══ Working data

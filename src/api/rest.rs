//! HTTP client for the community REST API.
//!
//! Endpoints:
//! - `GET /v1/{types}/by/id?id=..&id=..` → `{ "<id>": { ...entity } }`
//! - `GET /v1/{types}/by/id/{relation}?id=<parent>&limit=N[&orderKey=..&orderDirection=..]`
//!   → `{ "items": [...], "hasMore": bool, "nextPage": "<url>" }`

use std::collections::HashMap;
use std::sync::Arc;
use std::time::Duration;

use async_trait::async_trait;
use reqwest::{Client, RequestBuilder};
use serde_json::Value;

use super::{Page, ResourceApi};
use crate::config::ApiConfig;
use crate::schema::Schema;
use crate::types::EntityId;
use crate::{CacheError, Result};

/// Client for the community REST API.
#[derive(Clone)]
pub struct RestClient {
    http: Client,
    base_url: String,
    token: Option<String>,
    page_size: usize,
    schema: Arc<Schema>,
}

impl RestClient {
    /// Build a client from API settings; entity paths and relation ordering
    /// come from `schema`.
    pub fn new(config: &ApiConfig, schema: impl Into<Arc<Schema>>) -> Result<Self> {
        config.validate()?;
        let http = Client::builder()
            .timeout(config.timeout)
            .build()
            .map_err(|e| CacheError::Configuration(format!("failed to build HTTP client: {e}")))?;

        Ok(Self {
            http,
            base_url: config.base_url.trim_end_matches('/').to_string(),
            token: config.token.clone(),
            page_size: config.page_size,
            schema: schema.into(),
        })
    }

    pub fn base_url(&self) -> &str {
        &self.base_url
    }

    fn get(&self, url: &str) -> RequestBuilder {
        let request = self.http.get(url);
        match &self.token {
            Some(token) => request.header("Authorization", token),
            None => request,
        }
    }

    /// Resolve a `nextPage` cursor, which may be absolute or base-relative.
    fn resolve(&self, cursor: &str) -> String {
        if cursor.starts_with("http://") || cursor.starts_with("https://") {
            cursor.to_string()
        } else {
            format!("{}/{}", self.base_url, cursor.trim_start_matches('/'))
        }
    }

    async fn send(&self, request: RequestBuilder, what: &str) -> Result<reqwest::Response> {
        let response = request.send().await?;
        check_status(&response, what)?;
        Ok(response)
    }
}

#[async_trait]
impl ResourceApi for RestClient {
    async fn fetch_entities(&self, entity_type: &str, ids: &[EntityId]) -> Result<Vec<Value>> {
        let path = &self.schema.entity(entity_type)?.path;
        let url = format!("{}/v1/{path}/by/id", self.base_url);
        let query: Vec<(&str, String)> = ids.iter().map(|id| ("id", id.to_string())).collect();

        let response = self.send(self.get(&url).query(&query), &url).await?;
        let mut by_id: HashMap<String, Value> = response.json().await?;

        // Requested order first; anything keyed differently follows.
        let mut values: Vec<Value> = ids
            .iter()
            .filter_map(|id| by_id.remove(&id.to_string()))
            .collect();
        values.extend(by_id.into_values());
        Ok(values)
    }

    async fn fetch_relation_page(
        &self,
        entity_type: &str,
        id: &EntityId,
        relation: &str,
        cursor: Option<&str>,
    ) -> Result<Page> {
        let request = match cursor {
            Some(cursor) => self.get(&self.resolve(cursor)),
            None => {
                let path = &self.schema.entity(entity_type)?.path;
                let def = self.schema.relation(entity_type, relation)?;
                let url = format!("{}/v1/{path}/by/id/{relation}", self.base_url);
                let mut query = vec![
                    ("id", id.to_string()),
                    ("limit", self.page_size.to_string()),
                ];
                if let Some(order) = &def.order {
                    query.push(("orderKey", order.key.clone()));
                    query.push(("orderDirection", order.direction.as_str().to_string()));
                }
                self.get(&url).query(&query)
            }
        };

        let what = format!("{entity_type}/{id}/{relation}");
        let response = self.send(request, &what).await?;
        Ok(response.json().await?)
    }
}

fn check_status(response: &reqwest::Response, what: &str) -> Result<()> {
    let status = response.status();
    if status.is_success() {
        return Ok(());
    }

    match status.as_u16() {
        404 => Err(CacheError::NotFound(what.to_string())),
        429 => {
            let retry_after = response
                .headers()
                .get("retry-after")
                .and_then(|v| v.to_str().ok())
                .and_then(|s| s.parse::<u64>().ok())
                .map(Duration::from_secs);
            Err(CacheError::RateLimited { retry_after })
        }
        code => Err(CacheError::Api {
            status: code,
            message: format!("request for {what} failed: {status}"),
        }),
    }
}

════

- Your assignment -
Output every entry shown above, exactly.

- Response area -
filename src/api/rest.rs
//! HTTP client for the community REST API.
//!
//! Endpoints:
//! - `GET /v1/{types}/by/id?id=..&id=..` → `{ "<id>": { ...entity } }`
//! - `GET /v1/{types}/by/id/{relation}?id=<parent>&limit=N[&orderKey=..&orderDirection=..]`
//!   → `{ "items": [...], "hasMore": bool, "nextPage": "<url>" }`

use std::collections::HashMap;
use std::sync::Arc;
use std::time::Duration;

use async_trait::async_trait;
use reqwest::{Client, RequestBuilder};
use serde_json::Value;

use super::{Page, ResourceApi};
use crate::config::ApiConfig;
use crate::schema::Schema;
use crate::types::EntityId;
use crate::{CacheError, Result};

/// Client for the community REST API.
#[derive(Clone)]
pub struct RestClient {
    http: Client,
    base_url: String,
    token: Option<String>,
    page_size: usize,
    schema: Arc<Schema>,
}

impl RestClient {
    /// Build a client from API settings; entity paths and relation ordering
    /// come from `schema`.
    pub fn new(config: &ApiConfig, schema: impl Into<Arc<Schema>>) -> Result<Self> {
        config.validate()?;
        let http = Client::builder()
            .timeout(config.timeout)
            .build()
            .map_err(|e| CacheError::Configuration(format!("failed to build HTTP client: {e}")))?;

        Ok(Self {
            http,
            base_url: config.base_url.trim_end_matches('/').to_string(),
            token: config.token.clone(),
            page_size: config.page_size,
            schema: schema.into(),
        })
    }

    pub fn base_url(&self) -> &str {
        &self.base_url
    }

    fn get(&self, url: &str) -> RequestBuilder {
        let request = self.http.get(url);
        match &self.token {
            Some(token) => request.header("Authorization", token),
            None => request,
        }
    }

    /// Resolve a `nextPage` cursor, which may be absolute or base-relative.
    fn resolve(&self, cursor: &str) -> String {
        if cursor.starts_with("http://") || cursor.starts_with("https://") {
            cursor.to_string()
        } else {
            format!("{}/{}", self.base_url, cursor.trim_start_matches('/'))
        }
    }

    async fn send(&self, request: RequestBuilder, what: &str) -> Result<reqwest::Response> {
        let response = request.send().await?;
        check_status(&response, what)?;
        Ok(response)
    }
}

#[async_trait]
impl ResourceApi for RestClient {
    async fn fetch_entities(&self, entity_type: &str, ids: &[EntityId]) -> Result<Vec<Value>> {
        let path = &self.schema.entity(entity_type)?.path;
        let url = format!("{}/v1/{path}/by/id", self.base_url);
        let query: Vec<(&str, String)> = ids.iter().map(|id| ("id", id.to_string())).collect();

        let response = self.send(self.get(&url).query(&query), &url).await?;
        let mut by_id: HashMap<String, Value> = response.json().await?;

        // Requested order first; anything keyed differently follows.
        let mut values: Vec<Value> = ids
            .iter()
            .filter_map(|id| by_id.remove(&id.to_string()))
            .collect();
        values.extend(by_id.into_values());
        Ok(values)
    }

    async fn fetch_relation_page(
        &self,
        entity_type: &str,
        id: &EntityId,
        relation: &str,
        cursor: Option<&str>,
    ) -> Result<Page> {
        let request = match cursor {
            Some(cursor) => self.get(&self.resolve(cursor)),
            None => {
                let path = &self.schema.entity(entity_type)?.path;
                let def = self.schema.relation(entity_type, relation)?;
                let url = format!("{}/v1/{path}/by/id/{relation}", self.base_url);
                let mut query = vec![
                    ("id", id.to_string()),
                    ("limit", self.page_size.to_string()),
                ];
                if let Some(order) = &def.order {
                    query.push(("orderKey", order.key.clone()));
                    query.push(("orderDirection", order.direction.as_str().to_string()));
                }
                self.get(&url).query(&query)
            }
        };

        let what = format!("{entity_type}/{id}/{relation}");
        let response = self.send(request, &what).await?;
        Ok(response.json().await?)
    }
}

fn check_status(response: &reqwest::Response, what: &str) -> Result<()> {
    let status = response.status();
    if status.is_success() {
        return Ok(());
    }

    match status.as_u16() {
        404 => Err(CacheError::NotFound(what.to_string())),
        429 => {
            let retry_after = response
                .headers()
                .get("retry-after")
                .and_then(|v| v.to_str().ok())
                .and_then(|s| s.parse::<u64>().ok())
                .map(Duration::from_secs);
            Err(CacheError::RateLimited { retry_after })
        }
        code => Err(CacheError::Api {
            status: code,
            message: format!("request for {what} failed: {status}"),
        }),
    }
}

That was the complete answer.